**Exercise instructions:** In the data that follows, count every line holding the string "enabled" and give the count alone.

**Excerpted records:**
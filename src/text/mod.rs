//! # Text Overlay
//!
//! Renders centered overlay text onto the composited image. Layout and glyph
//! rasterization are delegated to [fontdue]; this module owns font loading,
//! the literal-`\n` escape handling, block positioning, and blending glyph
//! coverage into the RGB canvas.

use fontdue::layout::{CoordinateSystem, HorizontalAlign, Layout, LayoutSettings, TextStyle};
use fontdue::{Font, FontSettings};
use image::RgbImage;
use tracing::debug;

use crate::{
    config::TextConfig,
    error::{Result, TextError},
};

/// Convert literal two-character `\n` escape sequences into real newlines.
///
/// CLI callers pass multi-line text as a single shell argument, so the
/// escapes arrive as backslash + n rather than actual line breaks.
pub fn unescape_newlines(text: &str) -> String {
    text.replace("\\n", "\n")
}

/// Top-left corner of a text block centered horizontally on the image and
/// vertically on the fixed anchor line. The anchor is an absolute y
/// coordinate, deliberately independent of the image height.
pub fn block_origin(image_w: u32, text_w: u32, text_h: u32, anchor_y: i32) -> (i64, i64) {
    let x = (i64::from(image_w) - i64::from(text_w)) / 2;
    let y = i64::from(anchor_y) - i64::from(text_h) / 2;
    (x, y)
}

/// Tight pixel extents of a laid-out run of glyphs
#[derive(Clone, Copy, Debug, Default)]
struct TextExtents {
    min_x: f32,
    min_y: f32,
    width: u32,
    height: u32,
}

/// Font-backed overlay renderer
///
/// Loading the font is the fallible part; a constructed renderer can overlay
/// any number of images.
#[derive(Debug)]
pub struct TextRenderer {
    font: Font,
    config: TextConfig,
}

impl TextRenderer {
    /// Load the font named by the configuration.
    ///
    /// Fails fast with a font-unavailable condition when the file is missing
    /// or not a parsable TTF/OTF, so a bad environment is reported before
    /// any compositing work is wasted.
    pub fn from_config(config: &TextConfig) -> Result<Self> {
        let path = &config.font_path;
        let bytes = std::fs::read(path).map_err(|_| TextError::FontUnavailable {
            path: path.display().to_string(),
        })?;

        let font = Font::from_bytes(bytes, FontSettings::default()).map_err(|reason| {
            TextError::FontParseFailed {
                path: path.display().to_string(),
                reason: reason.to_string(),
            }
        })?;

        debug!("Loaded font from {:?}", path);
        Ok(Self { font, config: config.clone() })
    }

    /// Overlay `text` onto the image, producing a new buffer.
    ///
    /// Literal `\n` escapes become line breaks; lines are center-aligned
    /// within the block; the block is centered horizontally and anchored
    /// vertically per the configuration. Glyph coverage is alpha-blended
    /// with the fill color, so letter edges stay anti-aliased.
    pub fn overlay(&self, image: &RgbImage, text: &str) -> RgbImage {
        let text = unescape_newlines(text);
        let mut output = image.clone();
        if text.trim().is_empty() {
            return output;
        }

        // First pass measures the tight block so the second pass can
        // center-align lines within exactly that width.
        let extents = self.measure(&text, None);
        let (origin_x, origin_y) =
            block_origin(image.width(), extents.width, extents.height, self.config.anchor_y);

        debug!(
            "Text block {}x{} at ({}, {})",
            extents.width, extents.height, origin_x, origin_y
        );

        // The alignment width gets a little slack so side bearings cannot
        // push the longest line over it and trigger a wrap; the uniform
        // shift this introduces is cancelled by re-anchoring on min_x below.
        let align_width = extents.width as f32 + self.config.font_size;
        let mut layout = Layout::new(CoordinateSystem::PositiveYDown);
        self.lay_out(&mut layout, &text, Some(align_width));
        let aligned = Self::extents_of(&layout);

        for glyph in layout.glyphs() {
            let (metrics, bitmap) = self.font.rasterize_config(glyph.key);
            if metrics.width == 0 || metrics.height == 0 {
                continue;
            }
            let glyph_x = origin_x + (glyph.x - aligned.min_x).round() as i64;
            let glyph_y = origin_y + (glyph.y - aligned.min_y).round() as i64;
            self.blit(&mut output, &bitmap, metrics.width, glyph_x, glyph_y);
        }

        output
    }

    fn lay_out(&self, layout: &mut Layout, text: &str, max_width: Option<f32>) {
        layout.reset(&LayoutSettings {
            x: 0.0,
            y: 0.0,
            max_width,
            horizontal_align: HorizontalAlign::Center,
            ..LayoutSettings::default()
        });
        layout.append(
            &[&self.font],
            &TextStyle::new(text, self.config.font_size, 0),
        );
    }

    fn measure(&self, text: &str, max_width: Option<f32>) -> TextExtents {
        let mut layout = Layout::new(CoordinateSystem::PositiveYDown);
        self.lay_out(&mut layout, text, max_width);
        Self::extents_of(&layout)
    }

    fn extents_of(layout: &Layout) -> TextExtents {
        let mut min_x = f32::MAX;
        let mut min_y = f32::MAX;
        let mut max_x = f32::MIN;
        let mut max_y = f32::MIN;
        let mut seen = false;

        for glyph in layout.glyphs() {
            if glyph.width == 0 || glyph.height == 0 {
                continue;
            }
            seen = true;
            min_x = min_x.min(glyph.x);
            min_y = min_y.min(glyph.y);
            max_x = max_x.max(glyph.x + glyph.width as f32);
            max_y = max_y.max(glyph.y + glyph.height as f32);
        }

        if !seen {
            return TextExtents::default();
        }

        TextExtents {
            min_x,
            min_y,
            width: (max_x - min_x).ceil() as u32,
            height: (max_y - min_y).ceil() as u32,
        }
    }

    /// Blend a single glyph's coverage bitmap into the canvas at the given
    /// position, clipping anything that falls outside the image.
    fn blit(&self, canvas: &mut RgbImage, coverage: &[u8], row_width: usize, x0: i64, y0: i64) {
        let fill = self.config.fill;
        for (i, &alpha) in coverage.iter().enumerate() {
            if alpha == 0 {
                continue;
            }
            let x = x0 + (i % row_width) as i64;
            let y = y0 + (i / row_width) as i64;
            if x < 0 || y < 0 || x >= i64::from(canvas.width()) || y >= i64::from(canvas.height()) {
                continue;
            }
            let pixel = canvas.get_pixel_mut(x as u32, y as u32);
            for c in 0..3 {
                let src = u16::from(fill[c]) * u16::from(alpha);
                let dst = u16::from(pixel.0[c]) * (255 - u16::from(alpha));
                pixel.0[c] = ((src + dst) / 255) as u8;
            }
        }
    }
}

#[cfg(test)]
mod tests {
    use super::*;
    use crate::config::TextConfig;
    use std::path::PathBuf;

    #[test]
    fn test_unescape_newlines() {
        assert_eq!(unescape_newlines("A\\nB"), "A\nB");
        assert_eq!(unescape_newlines("no breaks"), "no breaks");
        assert_eq!(unescape_newlines("\\n\\n"), "\n\n");
    }

    #[test]
    fn test_block_origin_is_centered() {
        // 200 wide image, 80 wide text: left margin 60
        let (x, y) = block_origin(200, 80, 100, 265);
        assert_eq!(x, 60);
        assert_eq!(y, 265 - 50);
    }

    #[test]
    fn test_block_origin_anchor_ignores_image_height() {
        let (_, y_small) = block_origin(100, 10, 40, 265);
        let (_, y_large) = block_origin(4000, 10, 40, 265);
        assert_eq!(y_small, y_large);
    }

    #[test]
    fn test_block_origin_text_wider_than_image() {
        let (x, _) = block_origin(100, 300, 50, 265);
        assert_eq!(x, -100);
    }

    #[test]
    fn test_missing_font_is_font_unavailable() {
        let config = TextConfig {
            font_path: PathBuf::from("/definitely/not/a/font.otf"),
            ..TextConfig::default()
        };
        let err = TextRenderer::from_config(&config).unwrap_err();
        assert_eq!(err.exit_code(), 3);
    }

    #[test]
    fn test_garbage_font_is_parse_failure() {
        let dir = tempfile::tempdir().unwrap();
        let path = dir.path().join("not-a-font.ttf");
        std::fs::write(&path, b"this is not a font").unwrap();

        let config = TextConfig { font_path: path, ..TextConfig::default() };
        let err = TextRenderer::from_config(&config).unwrap_err();
        assert_eq!(err.exit_code(), 3);
    }
}
//! Cover-fit, center-crop, and mask compositing primitives.

use image::{imageops, imageops::FilterType, RgbImage};

use crate::detector::{BoundingBox, Mask};

/// Compute the cover-fit dimensions for a source image over a target box.
///
/// The source keeps its aspect ratio and is scaled just enough to cover the
/// box on both axes: the tighter axis matches the box exactly and the other
/// one overhangs, to be trimmed by [`center_crop`]. The returned dimensions
/// are always >= the box dimensions.
pub fn fit_dimensions(src_w: u32, src_h: u32, box_w: u32, box_h: u32) -> (u32, u32) {
    let src_aspect = f64::from(src_w) / f64::from(src_h);
    let box_aspect = f64::from(box_w) / f64::from(box_h);

    if src_aspect > box_aspect {
        // Source is wider than the box; height is the tight axis
        let new_h = box_h;
        let new_w = (f64::from(new_h) * src_aspect).round() as u32;
        (new_w.max(box_w), new_h)
    } else {
        let new_w = box_w;
        let new_h = (f64::from(new_w) / src_aspect).round() as u32;
        (new_w, new_h.max(box_h))
    }
}

/// Resize the source to cover a box of the given dimensions, preserving
/// aspect ratio. Lanczos resampling, as quality matters more than speed for
/// a single still image.
pub fn fit_to_box(source: &RgbImage, box_w: u32, box_h: u32) -> RgbImage {
    let (new_w, new_h) = fit_dimensions(source.width(), source.height(), box_w, box_h);
    imageops::resize(source, new_w, new_h, FilterType::Lanczos3)
}

/// Crop symmetric margins so exactly `box_w` x `box_h` pixels remain,
/// centered on the input. When an axis already matches the box the offset
/// on that axis is zero.
pub fn center_crop(image: &RgbImage, box_w: u32, box_h: u32) -> RgbImage {
    let crop_left = (image.width() - box_w) / 2;
    let crop_top = (image.height() - box_h) / 2;
    imageops::crop_imm(image, crop_left, crop_top, box_w, box_h).to_image()
}

/// Composite the cropped source into the template through the mask.
///
/// The cropped source is pasted at the bounding box's top-left corner on a
/// template-sized canvas; the output takes the canvas pixel where the mask
/// is set and the template pixel elsewhere. Hard binary select, no edge
/// blending.
pub fn composite(
    template: &RgbImage,
    mask: &Mask,
    bbox: BoundingBox,
    cropped: &RgbImage,
) -> RgbImage {
    let mut canvas = RgbImage::new(template.width(), template.height());
    imageops::replace(&mut canvas, cropped, i64::from(bbox.left), i64::from(bbox.upper));

    RgbImage::from_fn(template.width(), template.height(), |x, y| {
        if mask.get(x, y) {
            *canvas.get_pixel(x, y)
        } else {
            *template.get_pixel(x, y)
        }
    })
}
//! Control request router.
//!
//! This module provides the `ControlRouter` that receives decoded control
//! requests and dispatches them to the lifecycle controller by command name.

use std::sync::Arc;

use protocol::{Command, ControlRequest, ControlResponse};
use tracing::{debug, info, warn};

use crate::ftp::EngineFactory;
use crate::service::ServiceController;

/// Dispatches control requests to the [`ServiceController`].
pub struct ControlRouter<F: EngineFactory> {
    service: Arc<ServiceController<F>>,
}

impl<F: EngineFactory> Clone for ControlRouter<F> {
    fn clone(&self) -> Self {
        Self {
            service: Arc::clone(&self.service),
        }
    }
}

impl<F: EngineFactory> ControlRouter<F> {
    /// Creates a router for `service`.
    pub fn new(service: Arc<ServiceController<F>>) -> Self {
        Self { service }
    }

    /// The controller requests are routed to.
    pub fn service(&self) -> &Arc<ServiceController<F>> {
        &self.service
    }

    /// Handle one request and produce its response.
    ///
    /// Never fails: every problem becomes a `success: false` response.
    pub async fn route(&self, request: &ControlRequest) -> ControlResponse {
        let command = match request.parsed_command() {
            Ok(command) => command,
            Err(e) => {
                warn!("Rejecting control request: {}", e);
                return e.into();
            }
        };

        debug!("Handling control command {}", command);
        match command {
            Command::EnableFtp => self.handle_enable(true).await,
            Command::DisableFtp => self.handle_enable(false).await,
            Command::StatusFtp => ControlResponse::with_status(self.service.status().await),
        }
    }

    async fn handle_enable(&self, enabled: bool) -> ControlResponse {
        match self.service.set_enabled(enabled).await {
            Ok(()) => {
                info!("FTP server {} via control channel", if enabled { "enabled" } else { "disabled" });
                ControlResponse::ok()
            }
            Err(e) => {
                warn!("Failed to set ftp enabled={}: {:#}", enabled, e);
                ControlResponse::failure(format!("{:#}", e))
            }
        }
    }
}
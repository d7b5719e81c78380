//! Control server for local clients via Unix Domain Sockets.
//!
//! The server accepts one connection at a time. Each connection carries a
//! single NUL-terminated JSON request, answered with a single NUL-terminated
//! JSON response before the connection is closed.

use std::fs::Permissions;
use std::io;
use std::os::unix::fs::PermissionsExt;
use std::path::{Path, PathBuf};
use std::time::Duration;

use bytes::Bytes;
use protocol::{decode_payload, encode_frame, ControlRequest, ControlResponse, FrameDecoder, ProtocolError};
use tokio::io::{AsyncRead, AsyncReadExt, AsyncWriteExt};
use tokio::net::{UnixListener, UnixSocket, UnixStream};
use tokio_util::sync::CancellationToken;
use tracing::{debug, info, warn};

use crate::ftp::EngineFactory;
use crate::router::ControlRouter;

/// Owner and group read/write/execute.
pub const SOCKET_MODE: u32 = 0o770;

/// Default listen backlog. Connections are served one at a time.
pub const DEFAULT_BACKLOG: u32 = 1;

/// Default time allowed for a client to send its full request.
pub const DEFAULT_READ_TIMEOUT: Duration = Duration::from_secs(5);

const READ_CHUNK_SIZE: usize = 2048;

/// Errors that can occur during control channel communication.
#[derive(Debug, thiserror::Error)]
pub enum ControlError {
    /// An I/O error occurred.
    #[error("I/O error: {0}")]
    Io(#[from] io::Error),

    /// Framing or transport failure.
    #[error(transparent)]
    Protocol(#[from] ProtocolError),

    /// The request was not a valid control message.
    #[error("Malformed request: {0}")]
    Malformed(String),

    /// The daemon answered with `success: false`.
    #[error("command failed: {0}")]
    CommandFailed(String),
}

/// Read bytes until a complete NUL-terminated frame is buffered.
///
/// Oversized frames surface as [`ControlError::Malformed`]; a peer closing
/// before the terminator is a transport error.
pub(crate) async fn read_frame<R>(reader: &mut R) -> Result<Bytes, ControlError>
where
    R: AsyncRead + Unpin,
{
    let mut decoder = FrameDecoder::new();
    let mut buf = [0u8; READ_CHUNK_SIZE];

    loop {
        if let Some(frame) = decoder.next_frame() {
            return Ok(frame);
        }

        let n = reader.read(&mut buf).await?;
        if n == 0 {
            return Err(ProtocolError::ConnectionClosed(format!(
                "peer closed after {} bytes without terminator",
                decoder.buffered()
            ))
            .into());
        }

        decoder
            .extend(&buf[..n])
            .map_err(|e| ControlError::Malformed(e.to_string()))?;
    }
}

/// A server that listens for control connections on a Unix Domain Socket.
pub struct ControlServer {
    listener: UnixListener,
    path: PathBuf,
    read_timeout: Duration,
}

impl ControlServer {
    /// Bind the server to the specified socket path with [`DEFAULT_BACKLOG`].
    pub async fn bind(path: &Path) -> Result<Self, ControlError> {
        Self::bind_with_backlog(path, DEFAULT_BACKLOG).await
    }

    /// Bind the server to the specified socket path.
    ///
    /// Creates missing parent directories, removes a stale socket file,
    /// and restricts the new socket to owner and group.
    pub async fn bind_with_backlog(path: &Path, backlog: u32) -> Result<Self, ControlError> {
        if let Some(parent) = path.parent() {
            if !parent.exists() {
                std::fs::create_dir_all(parent)?;
            }
        }

        match std::fs::remove_file(path) {
            Ok(()) => debug!("Removed stale control socket {:?}", path),
            Err(e) if e.kind() == io::ErrorKind::NotFound => {}
            Err(e) => return Err(e.into()),
        }

        let socket = UnixSocket::new_stream()?;
        socket.bind(path)?;
        let listener: UnixListener = socket.listen(backlog)?;
        std::fs::set_permissions(path, Permissions::from_mode(SOCKET_MODE))?;

        Ok(Self {
            listener,
            path: path.to_path_buf(),
            read_timeout: DEFAULT_READ_TIMEOUT,
        })
    }

    /// Set the per-connection read timeout.
    pub fn with_read_timeout(mut self, read_timeout: Duration) -> Self {
        self.read_timeout = read_timeout;
        self
    }

    /// Path of the socket file.
    pub fn path(&self) -> &Path {
        &self.path
    }

    /// Accept a new incoming connection.
    pub async fn accept(&self) -> Result<ControlConnection, ControlError> {
        let (stream, _addr) = self.listener.accept().await?;
        Ok(ControlConnection::new(stream, self.read_timeout))
    }

    /// Serve connections one at a time until `shutdown` is cancelled.
    ///
    /// Per-connection failures are logged and never end the loop. The
    /// socket file is removed on exit.
    pub async fn serve<F: EngineFactory>(self, router: ControlRouter<F>, shutdown: CancellationToken) {
        info!("Control server started at {:?}", self.path);

        loop {
            tokio::select! {
                _ = shutdown.cancelled() => {
                    debug!("Control server received shutdown signal");
                    break;
                }
                accepted = self.accept() => {
                    match accepted {
                        Ok(connection) => {
                            if let Err(e) = connection.handle(&router).await {
                                warn!("Unable to complete control exchange: {}", e);
                            }
                        }
                        Err(e) => warn!("Failed to accept control connection: {}", e),
                    }
                }
            }
        }

        if let Err(e) = std::fs::remove_file(&self.path) {
            if e.kind() != io::ErrorKind::NotFound {
                warn!("Failed to remove control socket {:?}: {}", self.path, e);
            }
        }
        info!("Control server stopped");
    }
}

/// A single control exchange with a client.
pub struct ControlConnection {
    stream: UnixStream,
    read_timeout: Duration,
}

impl ControlConnection {
    fn new(stream: UnixStream, read_timeout: Duration) -> Self {
        Self {
            stream,
            read_timeout,
        }
    }

    /// Read the request, waiting at most the read timeout.
    pub async fn read_request(&mut self) -> Result<ControlRequest, ControlError> {
        let frame = tokio::time::timeout(self.read_timeout, read_frame(&mut self.stream))
            .await
            .map_err(|_| ProtocolError::Timeout("control request not received in time".to_string()))??;

        decode_payload(&frame).map_err(|e| ControlError::Malformed(e.to_string()))
    }

    /// Write the response followed by the terminator, then close.
    pub async fn send_response(&mut self, response: &ControlResponse) -> Result<(), ControlError> {
        let frame = encode_frame(response)?;
        self.stream.write_all(&frame).await?;
        self.stream.flush().await?;
        self.stream.shutdown().await?;
        Ok(())
    }

    /// Read, dispatch and answer one request.
    ///
    /// Malformed requests are answered with a failure response. Transport
    /// failures are returned for the caller to log.
    pub async fn handle<F: EngineFactory>(mut self, router: &ControlRouter<F>) -> Result<(), ControlError> {
        let response = match self.read_request().await {
            Ok(request) => router.route(&request).await,
            Err(ControlError::Malformed(reason)) => {
                warn!("Malformed control request: {}", reason);
                ControlResponse::failure(format!("Malformed request: {}", reason))
            }
            Err(e) => return Err(e),
        };
        self.send_response(&response).await
    }
}
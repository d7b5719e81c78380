//! Error types for the protocol crate.

use thiserror::Error;

/// Protocol error type covering all possible failure modes.
#[derive(Debug, Error)]
pub enum ProtocolError {
    /// Failed to serialize data.
    #[error("serialization failed: {0}")]
    Serialization(String),

    /// Failed to deserialize data.
    #[error("deserialization failed: {0}")]
    Deserialization(String),

    /// A frame grew past the maximum size without a terminator.
    #[error("frame too large: {size} bytes exceeds maximum of {max} bytes")]
    FrameTooLarge {
        /// Bytes buffered so far.
        size: usize,
        /// Maximum allowed size.
        max: usize,
    },

    /// The command string is not one the daemon understands.
    #[error("Unknown command: {0}")]
    UnknownCommand(String),

    /// Connection was closed before a complete frame arrived.
    #[error("connection closed: {0}")]
    ConnectionClosed(String),

    /// Operation timed out.
    #[error("operation timed out: {0}")]
    Timeout(String),
}

/// Result type alias for protocol operations.
pub type Result<T> = std::result::Result<T, ProtocolError>;

impl From<serde_json::Error> for ProtocolError {
    fn from(err: serde_json::Error) -> Self {
        if err.is_data() || err.is_eof() || err.is_syntax() {
            ProtocolError::Deserialization(err.to_string())
        } else {
            ProtocolError::Serialization(err.to_string())
        }
    }
}

impl From<std::io::Error> for ProtocolError {
    fn from(err: std::io::Error) -> Self {
        use std::io::ErrorKind;
        match err.kind() {
            ErrorKind::TimedOut => ProtocolError::Timeout(err.to_string()),
            _ => ProtocolError::ConnectionClosed(err.to_string()),
        }
    }
}
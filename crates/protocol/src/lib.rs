//! # uniftp Protocol Library
//!
//! This crate provides the message definitions and framing used on the
//! uniftp control channel, the local Unix domain socket through which the
//! FTP service is enabled, disabled, and queried at runtime.
//!
//! ## Overview
//!
//! - **Message Definitions**: [`ControlRequest`], [`ControlResponse`] and the
//!   typed [`Command`] set understood by the daemon
//! - **Frame Codec**: UTF-8 JSON documents terminated by a single NUL byte,
//!   with no length prefix
//!
//! ## Wire Format
//!
//! ```text
//! ┌──────────────────────────────────────────────┬──────┐
//! │ {"command": "status_ftp", "params": {}}      │ 0x00 │
//! └──────────────────────────────────────────────┴──────┘
//! ```
//!
//! One request and one response are exchanged per connection.
//!
//! ## Example Usage
//!
//! ```rust
//! use protocol::{Command, ControlRequest, ControlResponse, FrameDecoder, encode_frame};
//!
//! let request = ControlRequest::new(Command::StatusFtp);
//! let bytes = encode_frame(&request).unwrap();
//! assert_eq!(bytes.last(), Some(&0u8));
//!
//! let mut decoder = FrameDecoder::new();
//! decoder.extend(&bytes).unwrap();
//! let payload = decoder.next_frame().unwrap();
//! let decoded: ControlRequest = protocol::decode_payload(&payload).unwrap();
//! assert_eq!(decoded.command, "status_ftp");
//!
//! let response = ControlResponse::with_status(true);
//! assert_eq!(
//!     serde_json::to_string(&response).unwrap(),
//!     r#"{"success":true,"status":true}"#
//! );
//! ```
//!
//! ## Modules
//!
//! - [`messages`]: Control message definitions
//! - [`framing`]: NUL-terminated frame codec
//! - [`error`]: Error types

pub mod error;
pub mod framing;
pub mod messages;

pub use error::{ProtocolError, Result};
pub use framing::{decode_payload, encode_frame, FrameDecoder, FRAME_TERMINATOR, MAX_FRAME_SIZE};
pub use messages::{Command, ControlRequest, ControlResponse};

**Completed exercise:** 5